The leaders of the Left Party, whose politics are much closer to those of Noske and Ebert than to Luxemburg’s, made their pilgrimage once again this year to the tomb of the irreconcilable revolutionist to lay red carnations. The Berlin state senator for culture, the Left Party’s Klaus Lederer, told the magazine Zitty that Luxemburg “understood social change as a process of comprehensive democratisation and transformation, and sought to democratise all spheres of society, including business.” In a statement on the one hundredth anniversary of the founding of the KPD, the Left Party’s historical commission asserted that with Luxemburg’s murder, the possibility was destroyed of developing the “KPD into a left-socialist party that did not follow the Bolshevik model.”
In reality, Luxemburg was a relentless opponent of the policies referred to by the Left Party as “left-socialist.” A large portion of her writings consists of polemics against Eduard Bernstein, Karl Kautsky and other representatives of those policies, who inevitably end up on the bourgeois side of the barricades when the class struggle intensifies.
Here is an example of an article published in the newspaper Die Rote Fahne (The Red Flag) three weeks after the USPD joined the Ebert government:
“Independent social democracy is inherently a child of weakness, and compromise is the essence of its existence… It has always trotted behind events and developments; it never took the lead… Any dazzling ambiguity that led to confusion among the masses… all the phrases of bourgeois demagogy that spread the veils, that obscured the naked, craggy facts of the revolutionary alternative during the war, found their eager support...
“A party of such constitution, suddenly faced with the historical decisions of the revolution, had to fail miserably… In the hour that finally makes the socialist goals the practical task of the day, the sharpest, most inexorable divorce between the camp of the revolutionary proletariat and the open as well as disguised enemies of revolution and socialism the highest duty, the Independent Party hastened to enter into a political partnership with the most dangerous outposts of counterrevolution, to confuse the masses and to facilitate treachery.”
These words could also be used to describe the Left Party, which, however, stands far to the right of the USPD.
Many commentators have been compelled to admit that Luxemburg would have been contemptuous of the feminism and other forms of identity politics that are now in vogue in petty-bourgeois circles. As Elke Schmitter wrote in Der Spiegel, “The present insistence on disadvantage, whether due to birth or gender, status or religion, would have bored her.” For Luxemburg, the overcoming of all forms of oppression was inseparably bound up with the overthrow of the capitalist system.
One hundred years after Luxemburg’s death, all of the contradictions of the capitalist system that made the period 1914-45 the most violent in human history are erupting once again. Nationalism, trade war and war dominate international relations. Far-right and fascist forces are on the offensive in many countries, with the explicit or concealed support of the state. In Germany, refugee policy is being dictated by the far-right AfD, in whose ranks Waldemar Pabst would feel at home. In the army, the police and intelligence agencies, right-wing extremist networks are active and are being supported and trivialised by the highest echelons of the state.

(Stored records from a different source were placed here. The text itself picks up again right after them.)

//! Logical clock and multi-version concurrency control.
//!
//! Every write batch is stamped with one timestamp from the [`Clock`] and
//! registered as in flight with the [`MvccManager`] until it is durable.
//! Readers and the flush/compaction pipeline take [`MvccSnapshot`]s: a
//! boundary timestamp plus the set of transactions below it that had not
//! committed yet. A mutation is visible in a snapshot iff its timestamp is
//! below the boundary and not in that set.

use parking_lot::{Condvar, Mutex};
use serde::{Deserialize, Serialize};
use std::collections::BTreeSet;
use std::fmt;
use std::sync::atomic::{AtomicU64, Ordering};
use std::sync::Arc;

#[derive(Debug, Clone, Copy, PartialEq, Eq, PartialOrd, Ord, Hash, Default, Serialize, Deserialize)]
pub struct Timestamp(pub u64);

impl Timestamp {
    pub const INITIAL: Timestamp = Timestamp(0);
    pub const MAX: Timestamp = Timestamp(u64::MAX);

    pub fn value(&self) -> u64 {
        self.0
    }

    pub fn next(&self) -> Timestamp {
        Timestamp(self.0.saturating_add(1))
    }
}

impl fmt::Display for Timestamp {
    fn fmt(&self, f: &mut fmt::Formatter<'_>) -> fmt::Result {
        write!(f, "{}", self.0)
    }
}

/// Issues strictly increasing timestamps.
#[derive(Debug, Default)]
pub struct Clock {
    last: AtomicU64,
}

impl Clock {
    pub fn new() -> Self {
        Self::default()
    }

    /// The most recently issued (or observed) timestamp.
    pub fn now(&self) -> Timestamp {
        Timestamp(self.last.load(Ordering::SeqCst))
    }

    /// Issue a timestamp later than every one issued or observed so far.
    pub fn next(&self) -> Timestamp {
        Timestamp(self.last.fetch_add(1, Ordering::SeqCst) + 1)
    }

    /// Advance past a timestamp observed elsewhere (WAL replay, metadata).
    pub fn update(&self, ts: Timestamp) {
        self.last.fetch_max(ts.0, Ordering::SeqCst);
    }
}

/// Which committed mutations a reader may see.
#[derive(Debug, Clone, PartialEq, Eq)]
pub struct MvccSnapshot {
    all_committed_before: Timestamp,
    in_flight: BTreeSet<Timestamp>,
}

impl MvccSnapshot {
    /// Every timestamp below `ts` is committed.
    pub fn all_committed_before(ts: Timestamp) -> Self {
        Self {
            all_committed_before: ts,
            in_flight: BTreeSet::new(),
        }
    }

    /// Sees every applied mutation, committed or not.
    pub fn including_all() -> Self {
        Self::all_committed_before(Timestamp::MAX)
    }

    pub fn is_committed(&self, ts: Timestamp) -> bool {
        ts < self.all_committed_before && !self.in_flight.contains(&ts)
    }

    pub fn boundary(&self) -> Timestamp {
        self.all_committed_before
    }

    pub fn is_clean(&self) -> bool {
        self.in_flight.is_empty()
    }
}

impl fmt::Display for MvccSnapshot {
    fn fmt(&self, f: &mut fmt::Formatter<'_>) -> fmt::Result {
        write!(f, "MvccSnapshot[committed={{T|T < {}", self.all_committed_before)?;
        if !self.in_flight.is_empty() {
            write!(f, " and T not in {:?}", self.in_flight)?;
        }
        write!(f, "}}]")
    }
}

struct MvccState {
    in_flight: BTreeSet<Timestamp>,
}

/// Tracks in-flight transactions and hands out snapshots.
pub struct MvccManager {
    clock: Arc<Clock>,
    state: Mutex<MvccState>,
    committed: Condvar,
}

impl MvccManager {
    pub fn new(clock: Arc<Clock>) -> Self {
        Self {
            clock,
            state: Mutex::new(MvccState {
                in_flight: BTreeSet::new(),
            }),
            committed: Condvar::new(),
        }
    }

    pub fn clock(&self) -> &Arc<Clock> {
        &self.clock
    }

    /// Assign a timestamp and mark it in flight.
    pub fn start_transaction(&self) -> Timestamp {
        let mut state = self.state.lock();
        let ts = self.clock.next();
        state.in_flight.insert(ts);
        ts
    }

    /// Mark a transaction committed and wake snapshot waiters.
    pub fn commit(&self, ts: Timestamp) {
        let mut state = self.state.lock();
        if !state.in_flight.remove(&ts) {
            tracing::warn!(ts = ts.value(), "Committing a transaction that is not in flight");
        }
        drop(state);
        self.committed.notify_all();
    }

    /// Snapshot of what is committed right now.
    pub fn take_snapshot(&self) -> MvccSnapshot {
        let state = self.state.lock();
        MvccSnapshot {
            all_committed_before: self.clock.now().next(),
            in_flight: state.in_flight.clone(),
        }
    }

    /// Block until every transaction that was in flight below the current
    /// boundary has committed, then return a snapshot with no holes.
    pub fn wait_for_clean_snapshot(&self) -> MvccSnapshot {
        let boundary = {
            let state = self.state.lock();
            let boundary = self.clock.now().next();
            drop(state);
            boundary
        };
        self.wait_for_all_committed_before(boundary);
        MvccSnapshot::all_committed_before(boundary)
    }

    /// Block until no transaction below `boundary` is in flight.
    pub fn wait_for_all_committed_before(&self, boundary: Timestamp) {
        let mut state = self.state.lock();
        while state
            .in_flight
            .first()
            .is_some_and(|oldest| *oldest < boundary)
        {
            self.committed.wait(&mut state);
        }
    }

    pub fn in_flight_count(&self) -> usize {
        self.state.lock().in_flight.len()
    }
}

This gives to the legacy of Liebknecht and Luxemburg a burning actuality. As Luxemburg formulated it in 1918, society once again confronts “either continuation of capitalism, new wars, and imminent decline into chaos and anarchy, or abolition of capitalist exploitation.” More than ever before, humanity’s future depends upon the construction of a socialist and internationalist party in the working class based on the legacy of Marxism. The Fourth International, which is today led by the International Committee, and its sections, the Socialist Equality parties, are the only political tendency that embodies these traditions.